From 1985 he was a master of the sixth construction department, Dnipromiskbud Trust. In 1988 Sergiy Bychkov was a foreman of the sixth construction department. He was elected as a head of the work collective board.
June, 1987 – October, 1987 – He was involved in liquidation of consequences of the Chernobyl accident of 1986, served as a sapper company commander.

==Government Service==
In 1990 he was elected as a deputy of the Zhovtnevyy District Council, Dnipropetrovsk.
Since 1991 – first Deputy Chairman of the Zhovtnevyy District Council, headed Standing Deputy Commission on economy, budget and finance planning.
Twice from 1994 to 1998 became Chairman of the Zhovtnevyy District Council.
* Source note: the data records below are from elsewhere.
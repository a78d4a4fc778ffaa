//! Payment configuration

use serde::Deserialize;

use super::error::ValidationError;

/// Payment configuration (Stripe)
#[derive(Debug, Clone, Deserialize)]
pub struct PaymentConfig {
    /// Stripe secret API key
    pub stripe_api_key: String,

    /// Currency for created payment intents (ISO 4217, lowercase)
    #[serde(default = "default_currency")]
    pub currency: String,

    /// Override for the Stripe API base URL (stub servers in tests)
    pub api_base_url: Option<String>,
}

impl PaymentConfig {
    /// Check if using Stripe test mode
    pub fn is_test_mode(&self) -> bool {
        self.stripe_api_key.starts_with("sk_test_")
    }

    /// Check if using Stripe live mode
    pub fn is_live_mode(&self) -> bool {
        self.stripe_api_key.starts_with("sk_live_")
    }

    /// Validate payment configuration
    pub fn validate(&self) -> Result<(), ValidationError> {
        if self.stripe_api_key.is_empty() {
            return Err(ValidationError::MissingRequired("STRIPE_API_KEY"));
        }

        // Verify key prefix for safety
        if !self.stripe_api_key.starts_with("sk_") {
            return Err(ValidationError::InvalidStripeKey);
        }

        if self.currency.len() != 3 || !self.currency.chars().all(|c| c.is_ascii_lowercase()) {
            return Err(ValidationError::InvalidCurrency);
        }

        if let Some(url) = &self.api_base_url {
            if !url.starts_with("http://") && !url.starts_with("https://") {
                return Err(ValidationError::InvalidApiBaseUrl);
            }
        }

        Ok(())
    }
}

impl Default for PaymentConfig {
    fn default() -> Self {
        Self {
            stripe_api_key: String::new(),
            currency: default_currency(),
            api_base_url: None,
        }
    }
}

fn default_currency() -> String {
    "myr".to_string()
}

#[cfg(test)]
mod tests {
    use super::*;

    #[test]
    fn test_is_test_mode() {
        let config = PaymentConfig {
            stripe_api_key: "sk_test_xxx".to_string(),
            ..Default::default()
        };
        assert!(config.is_test_mode());
        assert!(!config.is_live_mode());
    }

    #[test]
    fn test_is_live_mode() {
        let config = PaymentConfig {
            stripe_api_key: "sk_live_xxx".to_string(),
            ..Default::default()
        };
        assert!(config.is_live_mode());
        assert!(!config.is_test_mode());
    }

    #[test]
    fn currency_defaults_to_myr() {
        assert_eq!(PaymentConfig::default().currency, "myr");
    }

    #[test]
    fn validation_missing_api_key() {
        let config = PaymentConfig::default();
        assert!(config.validate().is_err());
    }

    #[test]
    fn validation_invalid_api_key_prefix() {
        let config = PaymentConfig {
            stripe_api_key: "pk_test_xxx".to_string(), // Publishable key, not secret
            ..Default::default()
        };
        assert!(config.validate().is_err());
    }

    #[test]
    fn validation_rejects_bad_currency_codes() {
        for currency in ["MYR", "my", "ringgit", ""] {
            let config = PaymentConfig {
                stripe_api_key: "sk_test_xxx".to_string(),
                currency: currency.to_string(),
                ..Default::default()
            };
            assert!(config.validate().is_err(), "accepted {:?}", currency);
        }
    }

    #[test]
    fn validation_rejects_non_http_base_url() {
        let config = PaymentConfig {
            stripe_api_key: "sk_test_xxx".to_string(),
            api_base_url: Some("ftp://stripe.example.com".to_string()),
            ..Default::default()
        };
        assert!(config.validate().is_err());
    }

    #[test]
    fn validation_valid_config() {
        let config = PaymentConfig {
            stripe_api_key: "sk_test_abcd1234".to_string(),
            currency: "usd".to_string(),
            api_base_url: Some("http://localhost:12111".to_string()),
        };
        assert!(config.validate().is_ok());
    }
}
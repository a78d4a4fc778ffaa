//! Application configuration module
//!
//! This module provides type-safe configuration loading from environment
//! variables using the `config` and `dotenvy` crates. Configuration is
//! loaded with the `PAYMENT_RELAY` prefix and nested values use double
//! underscores as separators.
//!
//! # Example
//!
//! ```no_run
//! use payment_intent_relay::config::AppConfig;
//!
//! let config = AppConfig::load().expect("Failed to load configuration");
//! config.validate().expect("Invalid configuration");
//! ```

mod error;
mod payment;
mod server;

pub use error::{ConfigError, ValidationError};
pub use payment::PaymentConfig;
pub use server::{Environment, ServerConfig};

use serde::Deserialize;

/// Root application configuration
///
/// Contains all configuration sections for the payment intent relay.
/// Load using [`AppConfig::load()`] which reads from environment variables.
#[derive(Debug, Clone, Deserialize)]
pub struct AppConfig {
    /// Server configuration (host, port, environment)
    #[serde(default)]
    pub server: ServerConfig,

    /// Payment configuration (Stripe)
    pub payment: PaymentConfig,
}

impl AppConfig {
    /// Load configuration from environment variables
    ///
    /// This function:
    /// 1. Loads `.env` file if present (for development)
    /// 2. Reads environment variables with the `PAYMENT_RELAY` prefix
    /// 3. Uses `__` (double underscore) to separate nested values
    ///
    /// # Environment Variable Format
    ///
    /// - `PAYMENT_RELAY__SERVER__PORT=8080` -> `server.port = 8080`
    /// - `PAYMENT_RELAY__PAYMENT__STRIPE_API_KEY=sk_...` -> `payment.stripe_api_key`
    ///
    /// # Errors
    ///
    /// Returns `ConfigError` if required variables are missing or values
    /// cannot be parsed into the expected types.
    pub fn load() -> Result<Self, ConfigError> {
        // Load .env file if present (development)
        dotenvy::dotenv().ok();

        let config = config::Config::builder()
            .add_source(
                config::Environment::default()
                    .prefix("PAYMENT_RELAY")
                    .separator("__"),
            )
            .build()?
            .try_deserialize()?;

        Ok(config)
    }

    /// Validate all configuration values
    ///
    /// # Errors
    ///
    /// Returns `ValidationError` if any configuration value is invalid.
    pub fn validate(&self) -> Result<(), ValidationError> {
        self.server.validate()?;
        self.payment.validate()?;
        Ok(())
    }

    /// Check if running in production environment
    pub fn is_production(&self) -> bool {
        self.server.is_production()
    }
}
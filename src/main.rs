//! Payment intent relay server entrypoint.
//!
//! Startup sequence: load and validate configuration, initialize tracing,
//! build the Stripe adapter, assemble the router, serve until ctrl-c.

use std::sync::Arc;
use std::time::Duration;

use axum::{routing::get, Json, Router};
use tower::ServiceBuilder;
use tower_http::cors::{AllowOrigin, Any, CorsLayer};
use tower_http::timeout::TimeoutLayer;
use tower_http::trace::TraceLayer;
use tracing_subscriber::EnvFilter;

use payment_intent_relay::adapters::http::{payment_router, PaymentAppState};
use payment_intent_relay::adapters::stripe::{StripeConfig, StripePaymentAdapter};
use payment_intent_relay::config::AppConfig;

#[tokio::main]
async fn main() -> Result<(), Box<dyn std::error::Error>> {
    let config = AppConfig::load()?;
    config.validate()?;

    tracing_subscriber::fmt()
        .with_env_filter(
            EnvFilter::try_new(&config.server.log_level)
                .unwrap_or_else(|_| EnvFilter::new("info")),
        )
        .init();

    if config.is_production() && config.payment.is_test_mode() {
        tracing::warn!("Stripe test mode key configured in production environment");
    }

    let mut stripe_config = StripeConfig::new(config.payment.stripe_api_key.clone());
    if let Some(base_url) = &config.payment.api_base_url {
        stripe_config = stripe_config.with_base_url(base_url.clone());
    }

    let state = PaymentAppState {
        payment_provider: Arc::new(StripePaymentAdapter::new(stripe_config)),
        currency: config.payment.currency.clone(),
    };

    let app = Router::new()
        .route("/healthz", get(healthz))
        .nest("/api", payment_router())
        .layer(
            ServiceBuilder::new()
                .layer(TraceLayer::new_for_http())
                .layer(TimeoutLayer::new(Duration::from_secs(
                    config.server.request_timeout_secs,
                )))
                .layer(cors_layer(&config)),
        )
        .with_state(state);

    let addr = config.server.socket_addr()?;
    let listener = tokio::net::TcpListener::bind(addr).await?;
    tracing::info!(%addr, currency = %config.payment.currency, "payment intent relay listening");

    axum::serve(listener, app)
        .with_graceful_shutdown(shutdown_signal())
        .await?;

    Ok(())
}

/// GET /healthz - liveness probe for the hosting platform.
async fn healthz() -> Json<serde_json::Value> {
    Json(serde_json::json!({ "status": "ok" }))
}

fn cors_layer(config: &AppConfig) -> CorsLayer {
    let origins: Vec<http::HeaderValue> = config
        .server
        .cors_origins_list()
        .iter()
        .filter_map(|origin| origin.parse().ok())
        .collect();

    if origins.is_empty() {
        // No origins configured: open CORS, matching the callable-function
        // hosting this replaces.
        return CorsLayer::new()
            .allow_origin(Any)
            .allow_methods(Any)
            .allow_headers(Any);
    }

    CorsLayer::new()
        .allow_origin(AllowOrigin::list(origins))
        .allow_methods([http::Method::GET, http::Method::POST])
        .allow_headers(Any)
}

async fn shutdown_signal() {
    if let Err(error) = tokio::signal::ctrl_c().await {
        tracing::error!(%error, "failed to install ctrl-c handler");
    }
}
//! Stripe wire types.
//!
//! Thin serde mappings for the pieces of the Stripe API surface this
//! adapter touches: the payment intent object and the error envelope
//! returned on non-2xx responses.

use serde::Deserialize;

/// Payment intent object returned by `POST /v1/payment_intents`.
///
/// Only the fields the relay consumes are mapped; everything else in the
/// response is ignored.
#[derive(Debug, Clone, Deserialize)]
pub struct StripePaymentIntent {
    pub id: String,

    /// Secret handed to the client to complete the payment. Present on
    /// server-side retrievals with the secret key.
    pub client_secret: Option<String>,

    pub amount: i64,

    pub currency: String,

    pub status: String,

    #[serde(default)]
    pub created: i64,
}

/// Error envelope returned by the Stripe API.
#[derive(Debug, Clone, Deserialize)]
pub struct StripeErrorEnvelope {
    pub error: StripeApiError,
}

/// Error detail within the envelope.
#[derive(Debug, Clone, Deserialize)]
pub struct StripeApiError {
    /// Human-readable message aimed at the developer.
    #[serde(default)]
    pub message: Option<String>,

    /// Broad category, e.g. "invalid_request_error", "card_error".
    #[serde(rename = "type", default)]
    pub error_type: Option<String>,

    /// Stable short code, e.g. "parameter_invalid_integer".
    #[serde(default)]
    pub code: Option<String>,
}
In the whole four times was elected as a Deputy of the Zhovtnevyy District Council.
In July 2000, according to a Decree of the President of Ukraine he served as a Deputy Chairman of the Dnipropetrovsk region state administration on economic reforms, investments and external economic links.
In April 2002 he was elected as a Member of Ukrainian Parliament, electoral district No. 25, Dnipropetrovsk.
Since June 2002 – May 2006 Sergiy Bychkov was a Deputy Chairman of the Committee for Foreign Affairs of the Parliament of Ukraine.
As a Deputy of the fourth convocation he was co-chairman of the Parliamentary Assembly of Ukraine and the Republic of Poland, Vice-Head of the Parliamentary Assembly of Ukraine and Lithuania and also member of the NATO Parliamentary Assembly, WEU and GUAM assemblies. He was elected as a head of Group of the Verkhovna Rada of Ukraine for Inter-Parliamentary Bonds with the Kingdom of Spain and member of other friendship groups.
Sergiy Bychkov was an author of 37 law drafts, which cover the questions of foreign policy of Ukraine, state development and local authorities, regional, financial and bank policies, educational system and strengthening social guarantees.
In September 2006 he was elected as a Member of Ukrainian Parliament of the fifth convocations.
In October 2006 he was a member of the Ukrainian Part of the committee for parliamentary cooperation between Ukraine and the European Union, head of Group of the Verkhovna Rada of Ukraine for Inter-Parliamentary Bonds with the Kingdom of Spain, co-head of groups with the Republic of Poland, Great Britain, member of groups with the United States of America, Portugal, Hungary, Lithuania and Germany.
In November 2006 he was elected as a deputy Chairman of the Ukrainian Part of the Parliamentary Assembly of Ukraine and the Republic of Poland.

==Public activities==
- Head of all-Ukrainian non-governmental organization “Strong Ukraine”.
- Head of the Coordination Council of Institute for International Studies of Integration and Globalization.
- Chairman of the Supervisory Council of the charitable foundation "Dukhovne Vidrodzhennya" ("Spiritual Renaissance").
- Head of Dnipropetrovsk regional non-governmental organization “Dnipryany”.

==Decorations==
Sergiy Bychkov was decorated with second and third degree Order “For Merit”, Officer Cross of Order “For Services to Lithuania”, first degree medal "For Distinction in Military Service" and numerous medals and rewards of the Soviet Union and Ukraine. He was also awarded by the Ukrainian Orthodox Church (Moscow Patriarchate) with the third degree Order of Saint Elias Muromets.